Problem details - Work out how many lines below contain "format". Provide only the figure.

Data to use -
//! Tests for suite registration and execution.
//!
//! Uses an in-process runtime so that no container runtime is needed.

use oct::manager::{CaseState, SuiteState};
use oct::{
    BundleBuilder, Error, Manager, Outcome, Result, RuntimeAdaptor, TestContext, TestSuite,
    Verdict,
};
use std::path::Path;
use tempfile::TempDir;

/// Runtime that answers every start with the same output.
struct EchoRuntime(&'static str);

impl RuntimeAdaptor for EchoRuntime {
    fn name(&self) -> &str {
        "echo"
    }

    fn start(&self, _bundle: &Path) -> Result<String> {
        Ok(self.0.to_string())
    }
}

fn suite_with_error_in_middle() -> TestSuite {
    let mut suite = TestSuite::new("Sample");
    suite
        .add_case("first", |_| Ok(Outcome::passed()))
        .add_case("second", |_| {
            Err(Error::Serialization("cannot encode".to_string()))
        })
        .add_case("third", |_| Ok(Outcome::failed("mismatch")));
    suite
}

// =============================================================================
// Registration Tests
// =============================================================================

#[test]
fn test_register_preserves_order() {
    let mut manager = Manager::new();
    assert!(manager.register(TestSuite::new("B")));
    assert!(manager.register(TestSuite::new("A")));

    let names: Vec<_> = manager.suites().iter().map(|s| s.name()).collect();
    assert_eq!(names, vec!["B", "A"]);
}

#[test]
fn test_register_is_idempotent_by_name() {
    let mut manager = Manager::new();
    manager.register(suite_with_error_in_middle());

    let registered = manager.register(TestSuite::new("Sample"));

    assert!(!registered, "duplicate suite should be rejected");
    assert_eq!(manager.suites().len(), 1);
    assert_eq!(manager.suite("Sample").unwrap().len(), 3);
}

#[test]
fn test_duplicate_case_name_ignored() {
    let mut suite = TestSuite::new("Dup");
    suite
        .add_case("same", |_| Ok(Outcome::passed()))
        .add_case("same", |_| Ok(Outcome::failed("second")));

    assert_eq!(suite.len(), 1);
}

#[test]
fn test_builtin_suites_registered() {
    let mut manager = Manager::new();
    oct::suites::register_all(&mut manager);

    assert!(manager.suite("LinuxSpec.Linux.Rlimits").is_some());
}

// =============================================================================
// Execution Tests
// =============================================================================

#[test]
fn test_case_error_does_not_abort_suite() {
    let temp_dir = TempDir::new().unwrap();
    let builder = BundleBuilder::with_path(temp_dir.path().to_path_buf()).unwrap();
    let runtime = EchoRuntime("");
    let ctx = TestContext::new(&runtime, &builder);
    let mut manager = Manager::new();
    manager.register(suite_with_error_in_middle());

    let report = manager.run_all(&ctx);
    let verdicts: Vec<_> = report.results().map(|r| r.verdict).collect();

    assert_eq!(verdicts, vec![Verdict::Passed, Verdict::Error, Verdict::Failed]);
    let second = report.results().nth(1).unwrap();
    assert!(second.message.as_deref().unwrap().contains("cannot encode"));
}

#[test]
fn test_case_panic_is_error() {
    let temp_dir = TempDir::new().unwrap();
    let builder = BundleBuilder::with_path(temp_dir.path().to_path_buf()).unwrap();
    let runtime = EchoRuntime("");
    let ctx = TestContext::new(&runtime, &builder);

    let mut suite = TestSuite::new("Panics");
    suite
        .add_case("boom", |_| panic!("kaboom"))
        .add_case("after", |_| Ok(Outcome::passed()));
    let mut manager = Manager::new();
    manager.register(suite);

    let report = manager.run_all(&ctx);
    let results: Vec<_> = report.results().collect();

    assert_eq!(results.len(), 2, "suite must continue after a panic");
    assert_eq!(results[0].verdict, Verdict::Error);
    assert!(results[0].message.as_deref().unwrap().contains("kaboom"));
    assert_eq!(results[1].verdict, Verdict::Passed);
}

#[test]
fn test_report_states_and_runtime_name() {
    let temp_dir = TempDir::new().unwrap();
    let builder = BundleBuilder::with_path(temp_dir.path().to_path_buf()).unwrap();
    let runtime = EchoRuntime("");
    let ctx = TestContext::new(&runtime, &builder);
    let mut manager = Manager::new();
    manager.register(suite_with_error_in_middle());

    let report = manager.run_all(&ctx);

    assert_eq!(report.runtime, "echo");
    assert_eq!(report.suites[0].state, SuiteState::Completed);
    assert!(report.results().all(|r| r.state == CaseState::Resulted));
    assert!(report.results().all(|r| r.suite == "Sample"));
}

#[test]
fn test_run_suite_unknown() {
    let temp_dir = TempDir::new().unwrap();
    let builder = BundleBuilder::with_path(temp_dir.path().to_path_buf()).unwrap();
    let runtime = EchoRuntime("");
    let ctx = TestContext::new(&runtime, &builder);
    let manager = Manager::new();

    let result = manager.run_suite("Missing", &ctx);

    assert!(matches!(result, Err(Error::SuiteNotFound(name)) if name == "Missing"));
}

#[test]
fn test_run_single_case() {
    let temp_dir = TempDir::new().unwrap();
    let builder = BundleBuilder::with_path(temp_dir.path().to_path_buf()).unwrap();
    let runtime = EchoRuntime("");
    let ctx = TestContext::new(&runtime, &builder);
    let mut manager = Manager::new();
    manager.register(suite_with_error_in_middle());

    let result = manager.run_case("Sample", "third", &ctx).unwrap();
    assert_eq!(result.verdict, Verdict::Failed);
    assert_eq!(result.message.as_deref(), Some("mismatch"));

    let missing = manager.run_case("Sample", "fourth", &ctx);
    assert!(matches!(missing, Err(Error::CaseNotFound { .. })));
}

#[test]
fn test_execute_builds_runs_and_cleans_up() {
    let temp_dir = TempDir::new().unwrap();
    let builder = BundleBuilder::with_path(temp_dir.path().to_path_buf()).unwrap();
    let runtime = EchoRuntime("Hello\n");
    let ctx = TestContext::new(&runtime, &builder);

    let outcome = ctx.execute(&oct::SpecDocument::new(), "hello").unwrap();

    assert_eq!(outcome, Outcome::passed());
    assert_eq!(
        std::fs::read_dir(temp_dir.path()).unwrap().count(),
        0,
        "bundle should be removed after the case"
    );
}

#[test]
fn test_execute_keeps_bundles_on_request() {
    let temp_dir = TempDir::new().unwrap();
    let builder = BundleBuilder::with_path(temp_dir.path().to_path_buf()).unwrap();
    let runtime = EchoRuntime("x");
    let ctx = TestContext::new(&runtime, &builder).keep_bundles(true);

    ctx.execute(&oct::SpecDocument::new(), "x").unwrap();

    assert_eq!(std::fs::read_dir(temp_dir.path()).unwrap().count(), 1);
}

#[test]
fn test_execute_error_leaves_no_bundle() {
    let temp_dir = TempDir::new().unwrap();
    let base = temp_dir.path().join("bundles");
    let builder = BundleBuilder::with_path(base.clone())
        .unwrap()
        .with_rootfs(temp_dir.path().join("missing"));
    let runtime = EchoRuntime("");
    let ctx = TestContext::new(&runtime, &builder);

    let mut suite = TestSuite::new("Broken");
    for name in ["one", "two", "three"] {
        suite.add_case(name, |ctx| ctx.execute(&oct::SpecDocument::new(), ""));
    }
    let mut manager = Manager::new();
    manager.register(suite);

    let report = manager.run_all(&ctx);

    assert!(report.results().all(|r| r.verdict == Verdict::Error));
    assert_eq!(
        std::fs::read_dir(&base).unwrap().count(),
        0,
        "erroring cases must not leave bundles behind"
    );
}

// =============================================================================
// Report Tests
// =============================================================================

#[test]
fn test_summary_and_display() {
    let temp_dir = TempDir::new().unwrap();
    let builder = BundleBuilder::with_path(temp_dir.path().to_path_buf()).unwrap();
    let runtime = EchoRuntime("");
    let ctx = TestContext::new(&runtime, &builder);
    let mut manager = Manager::new();
    manager.register(suite_with_error_in_middle());

    let report = manager.run_all(&ctx);
    let summary = report.summary();

    assert_eq!(
        (summary.passed, summary.failed, summary.unsupported, summary.error),
        (1, 1, 0, 1)
    );
    assert_eq!(summary.total(), report.len());
    assert!(!report.all_passed());

    let text = report.to_string();
    assert!(text.contains("Sample.first"));
    assert!(text.contains("ERROR"));
    assert!(text.ends_with("3 cases: 1 passed, 1 failed, 0 unsupported, 1 error"));
}

#[test]
fn test_report_serializes_verdicts_uppercase() {
    let temp_dir = TempDir::new().unwrap();
    let builder = BundleBuilder::with_path(temp_dir.path().to_path_buf()).unwrap();
    let runtime = EchoRuntime("");
    let ctx = TestContext::new(&runtime, &builder);
    let mut manager = Manager::new();
    manager.register(suite_with_error_in_middle());

    let report = manager.run_all(&ctx);
    let value = serde_json::to_value(&report).unwrap();

    assert_eq!(value["suites"][0]["cases"][0]["verdict"], "PASSED");
    assert_eq!(value["runtime"], "echo");
}
//! Harness configuration.
//!
//! Settings are layered: built-in defaults, then an optional JSON file,
//! then `OCT_*` environment variables. The binaries apply command-line
//! flags last.

use crate::bundle::BundleBuilder;
use crate::constants::{
    DEFAULT_RUNTIME, ENV_KEEP_BUNDLES, ENV_ROOTFS, ENV_RUNTIME, ENV_RUNTIME_PATH, ENV_WORK_DIR,
};
use crate::error::{Error, Result};
use serde::{Deserialize, Serialize};
use std::path::{Path, PathBuf};

/// Configuration of a conformance run.
#[derive(Debug, Clone, PartialEq, Eq, Serialize, Deserialize)]
#[serde(default)]
pub struct HarnessConfig {
    /// Name of the runtime under test.
    pub runtime: String,
    /// Executable to use instead of the runtime's default.
    pub runtime_path: Option<PathBuf>,
    /// Prepared root filesystem placed in every bundle.
    pub rootfs: Option<PathBuf>,
    /// Directory fresh bundles are created under.
    pub work_dir: PathBuf,
    /// Keep bundles on disk after each case.
    pub keep_bundles: bool,
}

impl Default for HarnessConfig {
    fn default() -> Self {
        Self {
            runtime: DEFAULT_RUNTIME.to_string(),
            runtime_path: None,
            rootfs: None,
            work_dir: BundleBuilder::default_path(),
            keep_bundles: false,
        }
    }
}

impl HarnessConfig {
    /// Load configuration from a JSON file; missing keys take defaults.
    pub fn load_from_file<P: AsRef<Path>>(path: P) -> Result<Self> {
        let content = std::fs::read_to_string(path.as_ref())
            .map_err(|e| Error::Config(format!("Failed to read config file: {}", e)))?;

        serde_json::from_str(&content)
            .map_err(|e| Error::Config(format!("Failed to parse config JSON: {}", e)))
    }

    /// Defaults overlaid with the environment.
    pub fn from_env() -> Result<Self> {
        Self::default().with_env(|key| std::env::var(key).ok())
    }

    /// Overlays values returned by `lookup` for the `OCT_*` keys.
    pub fn with_env<F>(mut self, lookup: F) -> Result<Self>
    where
        F: Fn(&str) -> Option<String>,
    {
        if let Some(runtime) = lookup(ENV_RUNTIME).filter(|v| !v.is_empty()) {
            self.runtime = runtime;
        }
        if let Some(path) = lookup(ENV_RUNTIME_PATH).filter(|v| !v.is_empty()) {
            self.runtime_path = Some(PathBuf::from(path));
        }
        if let Some(rootfs) = lookup(ENV_ROOTFS).filter(|v| !v.is_empty()) {
            self.rootfs = Some(PathBuf::from(rootfs));
        }
        if let Some(dir) = lookup(ENV_WORK_DIR).filter(|v| !v.is_empty()) {
            self.work_dir = PathBuf::from(dir);
        }
        if let Some(keep) = lookup(ENV_KEEP_BUNDLES) {
            self.keep_bundles = parse_bool(&keep).ok_or_else(|| {
                Error::Config(format!("{} must be a boolean, got '{}'", ENV_KEEP_BUNDLES, keep))
            })?;
        }
        Ok(self)
    }

    /// Returns a bundle builder for this configuration.
    pub fn bundle_builder(&self) -> Result<BundleBuilder> {
        let builder = BundleBuilder::with_path(self.work_dir.clone())?;
        Ok(match &self.rootfs {
            Some(rootfs) => builder.with_rootfs(rootfs),
            None => builder,
        })
    }
}

fn parse_bool(value: &str) -> Option<bool> {
    match value.trim().to_ascii_lowercase().as_str() {
        "1" | "true" | "yes" | "on" => Some(true),
        "0" | "false" | "no" | "off" | "" => Some(false),
        _ => None,
    }
}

Response to this task - 3